Resizing an empty array no longer seems to work. My code worked fine with boost 1.38, now it causes an assertion with the latest boost trunk from svn. The code is: #include <boost/multi_array.hpp> int main( int argc, char * argv[] ) { boost::multi_array< double, 2 > a; a.resize( boost::extents[2][3] ); return 0; } The assertion is: multi_array_resize: /home/john/Dev/ThirdParty/boost/boost-trunk/boost/multi_array/base.hpp:446: ArrayRef boost::detail::multi_array::multi_array_impl_base<T, NumDims>::generate_array_view(boost::type<Reference>, const boost::detail::multi_array::index_gen<NumDims, NDims>&, const typename boost::detail::multi_array::associated_types<T, mpl_::size_t<NumDims>
::size_type*, const typename boost::detail::multi_array::associated_types<T, mpl_::size_t<NumDims> ::index*, const typename boost::detail::multi_array::associated_types<T, mpl_::size_t<NumDims> ::index*, TPtr) const [with ArrayRef = boost::detail::multi_array::multi_array_view<double, 2ul>, int NDims = 2, TPtr = double*, T = double, long unsigned int NumDims = 2ul]: Assertion `index_bases[n] <= start && start < index_bases[n]+index(extents[n])' failed.

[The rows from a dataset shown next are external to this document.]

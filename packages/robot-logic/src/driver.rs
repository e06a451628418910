//! Driver control mapping.
//!
//! [`DriverControl`] turns one snapshot of the controller (and the intake temperature) into
//! everything the robot should do during that tick. It holds the only state driver control
//! needs across ticks: the current flywheel target and the angle changer position.

use crate::config::DriverConfig;

/// One snapshot of the operator's inputs.
#[derive(Debug, Default, Clone, Copy, PartialEq)]
pub struct DriverInput {
    /// Left stick vertical axis, from -1.0 to 1.0.
    pub left_y: f64,
    /// Right stick vertical axis, from -1.0 to 1.0.
    pub right_y: f64,
    /// Intake-in button held (R2).
    pub intake_in: bool,
    /// Intake-out button held (R1).
    pub intake_out: bool,
    /// Fast flywheel button held (A).
    pub flywheel_fast: bool,
    /// Slow flywheel button held (B).
    pub flywheel_slow: bool,
    /// Flywheel stop button held (up).
    pub flywheel_stop: bool,
    /// Angle changer button pressed since the last snapshot (Y).
    pub angle_toggle: bool,
    /// Intake motor temperature, if it could be read.
    pub intake_temperature: Option<f64>,
}

/// What the robot should do for one tick of driver control.
#[derive(Debug, Clone, Copy, PartialEq)]
pub struct DriverOutput {
    /// Voltage for the left side of the drivetrain.
    pub left_voltage: f64,
    /// Voltage for the right side of the drivetrain.
    pub right_voltage: f64,
    /// Voltage for the intake.
    pub intake_voltage: f64,
    /// Target for the flywheel session.
    pub flywheel_target: f64,
    /// New angle changer position, if it changed on this tick.
    pub piston: Option<bool>,
    /// The intake is hotter than the configured limit.
    pub overheated: bool,
}

/// Driver control state.
#[derive(Debug, Clone, Copy, PartialEq)]
pub struct DriverControl {
    config: DriverConfig,
    flywheel_target: f64,
    angled: bool,
}

impl DriverControl {
    /// Starts driver control with the flywheel stopped and the angle changer retracted.
    #[must_use]
    pub const fn new(config: DriverConfig) -> Self {
        Self {
            config,
            flywheel_target: 0.0,
            angled: false,
        }
    }

    /// Returns the flywheel target chosen so far.
    #[must_use]
    pub const fn flywheel_target(&self) -> f64 {
        self.flywheel_target
    }

    /// Returns `true` if the angle changer is extended.
    #[must_use]
    pub const fn is_angled(&self) -> bool {
        self.angled
    }

    /// Processes one snapshot of inputs.
    ///
    /// The flywheel buttons are checked in priority order (fast, slow, stop) and the chosen
    /// target sticks until another flywheel button is pressed. Intake-in wins over intake-out.
    pub fn update(&mut self, input: &DriverInput) -> DriverOutput {
        let config = &self.config;

        let intake_voltage = if input.intake_in {
            config.intake_voltage
        } else if input.intake_out {
            -config.intake_voltage
        } else {
            0.0
        };

        if input.flywheel_fast {
            self.flywheel_target = config.fast_rpm;
        } else if input.flywheel_slow {
            self.flywheel_target = config.slow_rpm;
        } else if input.flywheel_stop {
            self.flywheel_target = 0.0;
        }

        let piston = if input.angle_toggle {
            self.angled = !self.angled;
            Some(self.angled)
        } else {
            None
        };

        let overheated = input
            .intake_temperature
            .is_some_and(|temperature| temperature > config.overheat_celsius);

        DriverOutput {
            left_voltage: input.left_y.clamp(-1.0, 1.0) * config.drive_voltage,
            right_voltage: input.right_y.clamp(-1.0, 1.0) * config.drive_voltage,
            intake_voltage,
            flywheel_target: self.flywheel_target,
            piston,
            overheated,
        }
    }
}

#[cfg(test)]
mod test {
    use super::*;

    fn control() -> DriverControl {
        DriverControl::new(DriverConfig::DEFAULT)
    }

    #[test]
    fn tank_drive_scales_sticks() {
        let output = control().update(&DriverInput {
            left_y: 0.5,
            right_y: -1.5,
            ..Default::default()
        });

        assert_eq!(output.left_voltage, 6.0);
        assert_eq!(output.right_voltage, -12.0);
    }

    #[test]
    fn intake_in_wins_over_out() {
        let mut control = control();

        let both = control.update(&DriverInput {
            intake_in: true,
            intake_out: true,
            ..Default::default()
        });
        assert_eq!(both.intake_voltage, 12.0);

        let out = control.update(&DriverInput {
            intake_out: true,
            ..Default::default()
        });
        assert_eq!(out.intake_voltage, -12.0);

        let idle = control.update(&DriverInput::default());
        assert_eq!(idle.intake_voltage, 0.0);
    }

    #[test]
    fn flywheel_target_latches() {
        let mut control = control();

        let output = control.update(&DriverInput {
            flywheel_slow: true,
            ..Default::default()
        });
        assert_eq!(output.flywheel_target, 2500.0 / 6.0);

        let output = control.update(&DriverInput::default());
        assert_eq!(output.flywheel_target, 2500.0 / 6.0);

        let output = control.update(&DriverInput {
            flywheel_fast: true,
            flywheel_stop: true,
            ..Default::default()
        });
        assert_eq!(output.flywheel_target, 600.0);

        let output = control.update(&DriverInput {
            flywheel_stop: true,
            ..Default::default()
        });
        assert_eq!(output.flywheel_target, 0.0);
    }

    #[test]
    fn angle_changer_toggles_on_press() {
        let mut control = control();
        let press = DriverInput {
            angle_toggle: true,
            ..Default::default()
        };

        assert_eq!(control.update(&press).piston, Some(true));
        assert_eq!(control.update(&DriverInput::default()).piston, None);
        assert_eq!(control.update(&press).piston, Some(false));
        assert!(!control.is_angled());
    }

    #[test]
    fn overheat_above_limit() {
        let mut control = control();
        let at = |temperature| DriverInput {
            intake_temperature: Some(temperature),
            ..Default::default()
        };

        assert!(!control.update(&at(70.0)).overheated);
        assert!(control.update(&at(70.5)).overheated);
        assert!(!control.update(&DriverInput::default()).overheated);
    }
}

Aborted
My compiler is: john@john-dell:~/Dev/MyProjects/Bio/hmm$ gcc -v Using built-in specs. Target: x86_64-linux-gnu Configured with: ../src/configure -v --with-pkgversion='Ubuntu 4.3.3-5ubuntu4' --with-bugurl=file:///usr/share/doc/gcc-4.3/README.Bugs --enable-languages=c,c++,fortran,objc,obj-c++ --prefix=/usr --enable-shared --with-system-zlib --libexecdir=/usr/lib --without-included-gettext --enable-threads=posix --enable-nls --with-gxx-include-dir=/usr/include/c++/4.3 --program-suffix=-4.3 --enable-clocale=gnu --enable-libstdcxx-debug --enable-objc-gc --enable-mpfr --with-tune=generic --enable-checking=release --build=x86_64-linux-gnu --host=x86_64-linux-gnu --target=x86_64-linux-gnu Thread model: posix gcc version 4.3.3 (Ubuntu 4.3.3-5ubuntu4) I updated from svn today. I think the code creates a view on the old data in order to retain it. The assertion happens because this view is empty. Regards, John.